Nature’s cynicism won’t help us any further, but perhaps we can help ourselves by no longer suppressing unpleasant memories of the past, but by allowing them into our consciousness whenever they offer themselves to us. By letting go of emotional inhibitions, we can begin an analysis of the past. Then we can alter the negative image we hold of ourselves in our own benefit.

For example, someone who is capable of understanding his negative self-image in the light of years of humiliation can begin to transform his negative self-image into that of a healthy and self-confident individual, because he no longer needs to believe the lies about his existence.

[1]Carl Rogers, On Becoming a Person: A Therapist’s View of Psychotherapy (Houghton Mifflin, 1989), 23–24.

[2]Stichting Skepsis, “Stichting Skepsis Onderzoekt Pseudowetenschap En Het Paranormale,” 2015.

[3]Rob Nanninga, “Terug Naar de Wieg: Experimentele Pseudoherinneringen,” Tijdschift Skepter, 2001.

[4]Charles L. Whitfield, “Adverse Childhood Experiences and Trauma,” American Journal of Preventive Medicine 14, no. 4 (1998): 361.

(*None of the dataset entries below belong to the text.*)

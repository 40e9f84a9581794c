// tests/grid_roundtrip.rs
//
// End-to-end через встроенные движки grid:
// 1) store-wide export -> новый store -> import: все партиции и значения совпадают (native и json).
// 2) key_prefix фильтр на export и на import.
// 3) partition scope: файл <dir>/<name>.<ext>, импорт в другую партицию.
// 4) SnapshotServiceConfig::build_orchestrator.
// 5) битый файл -> Import failure с причиной из кодека.

mod common;

use std::fs;
use std::path::Path;
use std::sync::Arc;

use anyhow::Result;

use common::unique_root;
use gridsnap::grid::codec::{read_snapshot_file, summarize_snapshot_file};
use gridsnap::{
    MetadataConfig, SnapshotFilter, SnapshotFormat, SnapshotMetadata, SnapshotOrchestrator,
    SnapshotServiceConfig, SnapshotTriggerEvent, Store,
};
use gridsnap::snapshot::{ServiceKind, SnapshotEventListener};

type Orchestrator = SnapshotOrchestrator<Vec<u8>, Vec<u8>>;

fn seeded_store() -> Result<Arc<Store>> {
    let store = Arc::new(Store::new());
    let orders = store.create_partition("orders")?;
    orders.put(b"order:1", b"apple");
    orders.put(b"order:2", &[0u8, 1, 2, 255]);
    orders.put(b"tmp:x", b"drop-me");
    let users = store.create_partition("/users")?;
    users.put(b"user:alice", b"{\"age\":30}");
    Ok(store)
}

fn export_store(store: &Arc<Store>, dir: &Path) -> Result<()> {
    let mut orch = Orchestrator::new()
        .with_store_engine(Arc::new(store.snapshot_service()))
        .with_exports(vec![SnapshotMetadata::new(dir, None, None)?]);
    orch.initialize()?;
    orch.shutdown()?;
    Ok(())
}

fn store_roundtrip(format: SnapshotFormat) -> Result<()> {
    let dir = unique_root(&format!("grid-rt-{format}"));
    let src = seeded_store()?;

    let mut out = Orchestrator::new()
        .with_store_engine(Arc::new(src.snapshot_service()))
        .with_exports(vec![SnapshotMetadata::new(&dir, None, Some(format))?]);
    out.initialize()?;
    out.shutdown()?;

    assert!(dir.join(format!("orders.{}", format.extension())).is_file());
    assert!(dir.join(format!("users.{}", format.extension())).is_file());

    let dst = Arc::new(Store::new());
    let mut inp = Orchestrator::new()
        .with_store_engine(Arc::new(dst.snapshot_service()))
        .with_imports(vec![SnapshotMetadata::new(&dir, None, Some(format))?]);
    inp.initialize()?;

    assert_eq!(dst.partition_names(), vec!["orders".to_string(), "users".to_string()]);
    assert_eq!(dst.total_entries(), src.total_entries());
    for p in src.partitions() {
        let q = dst.partition(p.name()).expect("partition restored");
        assert_eq!(q.entries(), p.entries(), "partition {}", p.name());
    }
    Ok(())
}

#[test]
fn store_roundtrip_native() -> Result<()> {
    store_roundtrip(SnapshotFormat::Native)
}

#[test]
fn store_roundtrip_json() -> Result<()> {
    store_roundtrip(SnapshotFormat::Json)
}

#[test]
fn key_prefix_filter_limits_export_and_import() -> Result<()> {
    let dir = unique_root("grid-filter");
    let src = seeded_store()?;

    // export: только order:*
    let mut out = Orchestrator::new()
        .with_store_engine(Arc::new(src.snapshot_service()))
        .with_exports(vec![SnapshotMetadata::new(
            &dir,
            Some(SnapshotFilter::key_prefix("order:")),
            None,
        )?]);
    out.initialize()?;
    out.shutdown()?;

    let orders = read_snapshot_file(&dir.join("orders.gsnap"), SnapshotFormat::Native)?;
    assert_eq!(orders.partition, "orders");
    assert_eq!(orders.entries.len(), 2);
    let users = read_snapshot_file(&dir.join("users.gsnap"), SnapshotFormat::Native)?;
    assert!(users.entries.is_empty());

    // import: только order:2
    let dst = Arc::new(Store::new());
    let mut inp = Orchestrator::new()
        .with_store_engine(Arc::new(dst.snapshot_service()))
        .with_imports(vec![SnapshotMetadata::new(
            &dir,
            Some(SnapshotFilter::new(|k: &Vec<u8>, _v: &Vec<u8>| k.as_slice() == b"order:2")),
            None,
        )?]);
    inp.initialize()?;

    assert_eq!(dst.total_entries(), 1);
    let restored = dst.partition("orders").expect("orders");
    assert_eq!(restored.get(b"order:2"), Some(vec![0u8, 1, 2, 255]));
    Ok(())
}

#[test]
fn partition_scope_roundtrip_and_trigger() -> Result<()> {
    let dir = unique_root("grid-part");
    let adhoc = unique_root("grid-part-adhoc");
    let src = seeded_store()?;
    let orders = src.partition("orders").expect("orders");

    let mut out = Orchestrator::new()
        .with_partition_engine(Arc::new(orders.snapshot_service()))
        .with_exports(vec![SnapshotMetadata::new(&dir, None, Some(SnapshotFormat::Json))?]);
    out.initialize()?;
    assert_eq!(out.service_kind(), Some(ServiceKind::Partition));

    // ad hoc export по событию для /orders
    out.on_snapshot_event(&SnapshotTriggerEvent::partition(
        "/orders",
        vec![SnapshotMetadata::new(&adhoc, None, None)?],
    ));
    let summary = summarize_snapshot_file(&adhoc.join("orders.gsnap"), SnapshotFormat::Native)?;
    assert_eq!(summary.partition, "orders");
    assert_eq!(summary.entries, 3);

    out.shutdown()?;
    let file = dir.join("orders.json");
    assert!(file.is_file());
    assert!(!dir.join("users.json").exists());

    // импорт снапшота "orders" в другую партицию
    let dst = Arc::new(Store::new());
    let archive = dst.create_partition("archive")?;
    let mut inp = Orchestrator::new()
        .with_partition_engine(Arc::new(archive.snapshot_service()))
        .with_imports(vec![SnapshotMetadata::new(&file, None, Some(SnapshotFormat::Json))?]);
    inp.initialize()?;

    assert_eq!(archive.entries(), orders.entries());
    assert!(dst.partition("orders").is_none());
    Ok(())
}

#[test]
fn nested_and_dashed_partition_names_keep_separate_files() -> Result<()> {
    let dir = unique_root("grid-names");
    let src = Arc::new(Store::new());
    src.create_partition("a/b")?.put(b"k1", b"v1");
    src.create_partition("a-b")?.put(b"k2", b"v2");
    src.create_partition("a%2Fb")?.put(b"k3", b"v3");

    export_store(&src, &dir)?;
    assert_eq!(fs::read_dir(&dir)?.count(), 3);

    let dst = Arc::new(Store::new());
    let mut inp = Orchestrator::new()
        .with_store_engine(Arc::new(dst.snapshot_service()))
        .with_imports(vec![SnapshotMetadata::new(&dir, None, None)?]);
    inp.initialize()?;

    assert_eq!(dst.partition_names(), src.partition_names());
    assert_eq!(dst.total_entries(), 3);
    let nested = dst.partition("a/b").expect("a/b");
    assert_eq!(nested.get(b"k1"), Some(b"v1".to_vec()));
    let dashed = dst.partition("a-b").expect("a-b");
    assert_eq!(dashed.get(b"k2"), Some(b"v2".to_vec()));
    Ok(())
}

#[test]
fn config_builds_partition_orchestrator() -> Result<()> {
    let dir = unique_root("grid-config");
    let src = seeded_store()?;

    let cfg = SnapshotServiceConfig::default()
        .with_partition(Some("users"))
        .with_export(
            MetadataConfig::new(&dir)
                .with_format(Some(SnapshotFormat::Json))
                .with_key_prefix(Some("user:")),
        )
        .build();
    let mut orch = cfg.build_orchestrator(&src)?;
    assert_eq!(orch.partition_name(), Some("users"));
    orch.initialize()?;
    orch.shutdown()?;

    let file = read_snapshot_file(&dir.join("users.json"), SnapshotFormat::Json)?;
    assert_eq!(file.entries, vec![(b"user:alice".to_vec(), b"{\"age\":30}".to_vec())]);

    // партиция создаётся по требованию
    let fresh = SnapshotServiceConfig::default().with_partition(Some("/fresh"));
    let orch = fresh.build_orchestrator(&src)?;
    assert_eq!(orch.partition_name(), Some("fresh"));
    assert!(src.partition("fresh").is_some());
    Ok(())
}

#[test]
fn config_with_missing_location_fails() {
    let root = unique_root("grid-config-missing");
    let store = Arc::new(Store::new());
    let cfg = SnapshotServiceConfig::default().with_import(MetadataConfig::new(root.join("nope")));
    let err = cfg.build_orchestrator(&store).unwrap_err();
    assert!(format!("{err:#}").contains("must exist"), "got: {err:#}");
}

#[test]
fn corrupt_snapshot_is_import_failure_and_store_untouched() -> Result<()> {
    let dir = unique_root("grid-corrupt");
    let src = seeded_store()?;
    export_store(&src, &dir)?;
    fs::write(dir.join("zzz.gsnap"), b"NOTASNAPSHOT")?;

    let dst = Arc::new(Store::new());
    let mut inp = Orchestrator::new()
        .with_store_engine(Arc::new(dst.snapshot_service()))
        .with_imports(vec![SnapshotMetadata::new(&dir, None, None)?]);
    let err = inp.initialize().unwrap_err();

    assert!(err.is_import(), "got: {err}");
    let chain = format!("{:#}", anyhow::Error::new(err));
    assert!(chain.contains("bad native snapshot magic"), "got: {chain}");
    // батч декодируется целиком до применения
    assert_eq!(dst.total_entries(), 0);
    assert!(!inp.is_initialized());
    Ok(())
}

[5]Jean Piaget and Bärbel Inhelder, The Psychology of the Child: The Definitive Account of the Great Psychologist’s Work (New York: Basic Books, 2000).

[6]Webster R. Callaway, Jean Piaget: A Most Outrageous Deception (New York: Nova Science Publishers, 2001), 2.

[7]Martin H. Teicher, “Wounds That Time Won’t Heal: The Neurobiology of Child Abuse,” Cerebrum, oktober 2000,

[8]Robert F. Anda et al., “The Enduring Effects of Abuse and Related Adverse Experiences in Childhood: A Convergence of Evidence from Neurobiology and Epidemiology,” European Archives of Psychiatry and Clinical Neuroscience 256 (2006): 181.

[9]Maxia Dong et al., “The Interrelatedness of Multiple Forms of Childhood Abuse, Neglect, and Household Dysfunction,” Child Abuse & Neglect 28 (2004): 780.

[10]Robert F. Anda et al., “Building a Framework for Global Surveillance of the Public Health Implications of Adverse Childhood Experiences,” American Journal of Preventive Medicine 39, no. 1 (2010): 94.